Qué difícil es existir, ya lo afirmaba Albert Camus: "Juzgar si la vida es o no digna de vivir es la respuesta fundamental a la suma de preguntas filosóficas" Y luego tienes la visión de Hayao Miyazaki: "I would like to make a film to tell children i'ts good to be alive". Dos opiniones que a veces parecen contrapuestas, pero en realidad se complementan.

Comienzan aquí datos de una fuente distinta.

//! ABI surface of the recipe open action and the contracts around it.

use serde::{Deserialize, Serialize};
use shared::{
    domain::{Address, ProfileId, PubType, PublicationId, Selector, TokenAmount, B256},
    protocol::{
        InitializeActionData, LogEntry, ModuleEvent, ProcessActionData, ProcessActionParams,
    },
};

use crate::{
    codec::{decode, encode, expect_arity, AbiError, ParamType, Token},
    hash::{event_topic, selector},
};

pub mod module_fn {
    pub const INITIALIZE_PUBLICATION_ACTION: &str =
        "initializePublicationAction(uint256,uint256,address,bytes)";
    pub const PROCESS_PUBLICATION_ACTION: &str = "processPublicationAction((uint256,uint256,uint256,address,address,uint256[],uint256[],uint8[],bytes))";
    pub const GET_TIP_RECEIVER: &str = "getTipReceiver(uint256,uint256)";
    pub const SUPPORTS_INTERFACE: &str = "supportsInterface(bytes4)";
    pub const SET_MODULE_METADATA_URI: &str = "setModuleMetadataURI(string)";
    pub const GET_MODULE_METADATA_URI: &str = "getModuleMetadataURI()";
    pub const REGISTER_MODULE: &str = "registerModule()";
}

pub mod registry_fn {
    pub const REGISTER_ERC20_CURRENCY: &str = "registerErc20Currency(address)";
    pub const IS_ERC20_CURRENCY_REGISTERED: &str = "isErc20CurrencyRegistered(address)";
    pub const REGISTER_MODULE: &str = "registerModule(address,uint256)";
    pub const IS_MODULE_REGISTERED: &str = "isModuleRegistered(address)";
}

pub mod erc20_fn {
    pub const TOTAL_SUPPLY: &str = "totalSupply()";
    pub const BALANCE_OF: &str = "balanceOf(address)";
    pub const ALLOWANCE: &str = "allowance(address,address)";
    pub const APPROVE: &str = "approve(address,uint256)";
    pub const TRANSFER: &str = "transfer(address,uint256)";
    pub const TRANSFER_FROM: &str = "transferFrom(address,address,uint256)";
    pub const MINT: &str = "mint(address,uint256)";
    pub const DECIMALS: &str = "decimals()";
}

pub mod cookbook_fn {
    pub const MINT: &str = "mint(address,uint256,string)";
    pub const OWNER_OF: &str = "ownerOf(uint256)";
    pub const BALANCE_OF: &str = "balanceOf(address)";
    pub const TOTAL_SUPPLY: &str = "totalSupply()";
    pub const MAX_SUPPLY: &str = "maxSupply()";
    pub const TOKEN_URI: &str = "tokenURI(uint256)";
    pub const COLLECTION_METADATA: &str = "collectionMetadata()";
    pub const ROYALTY_INFO: &str = "royaltyInfo(uint256,uint256)";
}

pub mod events {
    pub const TIP_RECEIVER_REGISTERED: &str = "TipReceiverRegistered(uint256,uint256,address)";
    pub const TIP_CREATED: &str = "TipCreated(address,address,address,uint256)";
    pub const TRANSFER: &str = "Transfer(address,address,uint256)";
    pub const APPROVAL: &str = "Approval(address,address,uint256)";
}

pub mod errors {
    pub const CURRENCY_NOT_WHITELISTED: &str = "CurrencyNotWhitelisted()";
    pub const TIP_RECEIVER_NOT_FOUND: &str = "TipReceiverNotFound()";
    pub const NOT_HUB: &str = "NotHub()";
    pub const INIT_PARAMS_INVALID: &str = "InitParamsInvalid()";
}

/// Module type id the registry uses for publication action modules.
pub const PUBLICATION_ACTION_MODULE_TYPE: u128 = 1;

/// One entry of a calldata ABI listing, as published in module metadata.
#[derive(Debug, Clone, PartialEq, Eq, Serialize, Deserialize)]
pub struct AbiParam {
    #[serde(rename = "type")]
    pub kind: String,
    pub name: String,
}

impl AbiParam {
    fn new(kind: &str, name: &str) -> Self {
        Self {
            kind: kind.to_string(),
            name: name.to_string(),
        }
    }
}

pub fn initialize_calldata_abi() -> Vec<AbiParam> {
    vec![
        AbiParam::new("address", "tipReceiver"),
        AbiParam::new("address", "cookBook"),
        AbiParam::new("uint256", "cookBookId"),
        AbiParam::new("string", "recipeMetadata"),
    ]
}

pub fn process_calldata_abi() -> Vec<AbiParam> {
    vec![
        AbiParam::new("address", "currency"),
        AbiParam::new("uint256", "tipAmount"),
        AbiParam::new("address", "cookBook"),
        AbiParam::new("uint256", "cookBookId"),
    ]
}

pub fn encode_call(signature: &str, tokens: &[Token]) -> Vec<u8> {
    let mut out = selector(signature).0.to_vec();
    out.extend(encode(tokens));
    out
}

/// Splits calldata into its selector and argument bytes.
pub fn split_call(data: &[u8]) -> Result<(Selector, &[u8]), AbiError> {
    if data.len() < 4 {
        return Err(AbiError::OutOfBounds {
            offset: 0,
            needed: 4,
            available: data.len(),
        });
    }
    Ok((Selector([data[0], data[1], data[2], data[3]]), &data[4..]))
}

fn init_data_types() -> Vec<ParamType> {
    vec![
        ParamType::Address,
        ParamType::Address,
        ParamType::Uint(256),
        ParamType::String,
    ]
}

fn process_data_types() -> Vec<ParamType> {
    vec![
        ParamType::Address,
        ParamType::Uint(256),
        ParamType::Address,
        ParamType::Uint(256),
    ]
}

pub fn encode_init_data(data: &InitializeActionData) -> Vec<u8> {
    encode(&[
        Token::Address(data.tip_receiver),
        Token::Address(data.cook_book),
        Token::uint(data.cook_book_id),
        Token::String(data.recipe_metadata.clone()),
    ])
}

pub fn decode_init_data(bytes: &[u8]) -> Result<InitializeActionData, AbiError> {
    let [tip_receiver, cook_book, cook_book_id, recipe_metadata] =
        expect_arity(decode(&init_data_types(), bytes)?)?;
    Ok(InitializeActionData {
        tip_receiver: tip_receiver.into_address()?,
        cook_book: cook_book.into_address()?,
        cook_book_id: cook_book_id.into_u64()?,
        recipe_metadata: recipe_metadata.into_string()?,
    })
}

pub fn encode_process_data(data: &ProcessActionData) -> Vec<u8> {
    encode(&[
        Token::Address(data.currency),
        Token::uint(data.tip_amount.0),
        Token::Address(data.cook_book),
        Token::uint(data.cook_book_id),
    ])
}

pub fn decode_process_data(bytes: &[u8]) -> Result<ProcessActionData, AbiError> {
    let [currency, tip_amount, cook_book, cook_book_id] =
        expect_arity(decode(&process_data_types(), bytes)?)?;
    Ok(ProcessActionData {
        currency: currency.into_address()?,
        tip_amount: TokenAmount(tip_amount.into_u128()?),
        cook_book: cook_book.into_address()?,
        cook_book_id: cook_book_id.into_u64()?,
    })
}

fn process_params_type() -> ParamType {
    ParamType::Tuple(vec![
        ParamType::Uint(256),
        ParamType::Uint(256),
        ParamType::Uint(256),
        ParamType::Address,
        ParamType::Address,
        ParamType::Array(Box::new(ParamType::Uint(256))),
        ParamType::Array(Box::new(ParamType::Uint(256))),
        ParamType::Array(Box::new(ParamType::Uint(8))),
        ParamType::Bytes,
    ])
}

pub fn encode_initialize_call(
    profile_id: ProfileId,
    publication_id: PublicationId,
    transaction_executor: Address,
    data: &[u8],
) -> Vec<u8> {
    encode_call(
        module_fn::INITIALIZE_PUBLICATION_ACTION,
        &[
            Token::uint(profile_id.0),
            Token::uint(publication_id.0),
            Token::Address(transaction_executor),
            Token::Bytes(data.to_vec()),
        ],
    )
}

pub fn decode_initialize_args(
    args: &[u8],
) -> Result<(ProfileId, PublicationId, Address, Vec<u8>), AbiError> {
    let types = [
        ParamType::Uint(256),
        ParamType::Uint(256),
        ParamType::Address,
        ParamType::Bytes,
    ];
    let [profile_id, publication_id, executor, data] = expect_arity(decode(&types, args)?)?;
    Ok((
        ProfileId(profile_id.into_u64()?),
        PublicationId(publication_id.into_u64()?),
        executor.into_address()?,
        data.into_bytes()?,
    ))
}

pub fn encode_process_call(params: &ProcessActionParams) -> Vec<u8> {
    let tuple = Token::Tuple(vec![
        Token::uint(params.publication_acted_profile_id.0),
        Token::uint(params.publication_acted_id.0),
        Token::uint(params.actor_profile_id.0),
        Token::Address(params.actor_profile_owner),
        Token::Address(params.transaction_executor),
        Token::Array(
            params
                .referrer_profile_ids
                .iter()
                .map(|id| Token::uint(id.0))
                .collect(),
        ),
        Token::Array(
            params
                .referrer_pub_ids
                .iter()
                .map(|id| Token::uint(id.0))
                .collect(),
        ),
        Token::Array(
            params
                .referrer_pub_types
                .iter()
                .map(|kind| Token::uint(*kind as u8))
                .collect(),
        ),
        Token::Bytes(params.action_module_data.clone()),
    ]);
    encode_call(module_fn::PROCESS_PUBLICATION_ACTION, &[tuple])
}

pub fn decode_process_args(args: &[u8]) -> Result<ProcessActionParams, AbiError> {
    let [tuple] = expect_arity(decode(&[process_params_type()], args)?)?;
    let [acted_profile, acted_pub, actor_profile, actor_owner, executor, ref_profiles, ref_pubs, ref_types, module_data] =
        expect_arity(tuple.into_tuple()?)?;

    let referrer_profile_ids = ref_profiles
        .into_array()?
        .into_iter()
        .map(|token| token.into_u64().map(ProfileId))
        .collect::<Result<Vec<_>, _>>()?;
    let referrer_pub_ids = ref_pubs
        .into_array()?
        .into_iter()
        .map(|token| token.into_u64().map(PublicationId))
        .collect::<Result<Vec<_>, _>>()?;
    let referrer_pub_types = ref_types
        .into_array()?
        .into_iter()
        .map(|token| {
            let raw = token.into_u8()?;
            PubType::try_from(raw).map_err(|_| AbiError::IntegerOverflow { bits: 3 })
        })
        .collect::<Result<Vec<_>, _>>()?;

    Ok(ProcessActionParams {
        publication_acted_profile_id: ProfileId(acted_profile.into_u64()?),
        publication_acted_id: PublicationId(acted_pub.into_u64()?),
        actor_profile_id: ProfileId(actor_profile.into_u64()?),
        actor_profile_owner: actor_owner.into_address()?,
        transaction_executor: executor.into_address()?,
        referrer_profile_ids,
        referrer_pub_ids,
        referrer_pub_types,
        action_module_data: module_data.into_bytes()?,
    })
}

pub fn encode_tip_receiver_registered(
    module: Address,
    profile_id: ProfileId,
    publication_id: PublicationId,
    tip_receiver: Address,
) -> LogEntry {
    LogEntry {
        address: module,
        topics: vec![event_topic(events::TIP_RECEIVER_REGISTERED)],
        data: encode(&[
            Token::uint(profile_id.0),
            Token::uint(publication_id.0),
            Token::Address(tip_receiver),
        ]),
    }
}

pub fn encode_tip_created(
    module: Address,
    transaction_executor: Address,
    tip_receiver: Address,
    currency: Address,
    tip_amount: TokenAmount,
) -> LogEntry {
    LogEntry {
        address: module,
        topics: vec![
            event_topic(events::TIP_CREATED),
            address_topic(transaction_executor),
            address_topic(tip_receiver),
            address_topic(currency),
        ],
        data: encode(&[Token::uint(tip_amount.0)]),
    }
}

pub fn address_topic(address: Address) -> B256 {
    let mut word = [0u8; 32];
    word[12..].copy_from_slice(address.as_bytes());
    B256(word)
}

fn topic_address(topic: &B256) -> Result<Address, AbiError> {
    decode(&[ParamType::Address], &topic.0)?
        .pop()
        .ok_or(AbiError::Arity {
            expected: 1,
            found: 0,
        })?
        .into_address()
}

/// Decodes a module log, returning `None` for logs the module does not emit.
pub fn decode_module_event(log: &LogEntry) -> Result<Option<ModuleEvent>, AbiError> {
    let Some(topic0) = log.topics.first() else {
        return Ok(None);
    };

    if *topic0 == event_topic(events::TIP_RECEIVER_REGISTERED) {
        let types = [ParamType::Uint(256), ParamType::Uint(256), ParamType::Address];
        let [profile_id, publication_id, tip_receiver] =
            expect_arity(decode(&types, &log.data)?)?;
        return Ok(Some(ModuleEvent::TipReceiverRegistered {
            profile_id: ProfileId(profile_id.into_u64()?),
            publication_id: PublicationId(publication_id.into_u64()?),
            tip_receiver: tip_receiver.into_address()?,
        }));
    }

    if *topic0 == event_topic(events::TIP_CREATED) {
        if log.topics.len() != 4 {
            return Err(AbiError::Arity {
                expected: 4,
                found: log.topics.len(),
            });
        }
        let [tip_amount] = expect_arity(decode(&[ParamType::Uint(256)], &log.data)?)?;
        return Ok(Some(ModuleEvent::TipCreated {
            transaction_executor: topic_address(&log.topics[1])?,
            tip_receiver: topic_address(&log.topics[2])?,
            currency: topic_address(&log.topics[3])?,
            tip_amount: TokenAmount(tip_amount.into_u128()?),
        }));
    }

    Ok(None)
}

#[cfg(test)]
#[path = "tests/recipe_tests.rs"]
mod tests;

Tanto Camus como Miyazaki han amado de alguna forma, tal vez una persona, tal vez una historia; ninguno es ajeno al dolor así como tampoco al amor. Pero Marcos, la muerte se acerca, la tragedia es constante, el fin de todo ya viene, somos seres insignificantes, mi casa se cae a trozos, mi vida está acabada. ¿Cómo puedes hablar de amor? ¿No ves que el mundo está hecho pedazos? ¿Qué acaso no ves las constantes desgracias que azotan a esta gente? La entropía es cruel y el caos inevitable. Todos vamos a morir y sufriremos cada día por ello. El vacío me miró de vuelta aterrándome hasta los huesos, tengo miedo, tengo mucho miedo; todos vamos a mor-
Sí, la vida es dolor y tragedia. Sí, la vida está llena de problemas. Sí, la vida es cruel e indiferente. Si a todo porque no te equivocas, ¿Y qué? ¿Te quedarás mirando a la muerte con los brazos cruzados? ¿Qué acaso un libro pierde sentido porque sabes que tiene final? ¿No sientes esa deslumbrante pasión por tu existir? Cada ser humano enfrenta una vida tan compleja y difícil que faltaría otra vida más para poder describirla. Pese a ello, se puede encontrar en el arte la herramienta perfecta para darle estética a nuestro martirio, decorando la cruz mutándola en un bello florero.
Por mi parte, cuando me encuentro perdido con el pecho vacío, me pongo a escribir; la musa naciente de mi soledad se tiñe de rojo y empieza a cantar. Las dudas van y vienen penetrando como agujas, a veces me quitan el sueño, muchas otras me dejan llorando; no obstante, al igual que Sammy, sé que todo estará bien si no dejo mi instinto natural por querer representar mi llanto, y aprovecho cada detalle existente para hacer de mis versos algo maravilloso, eso sí, sin perder en ningún momento el horizonte.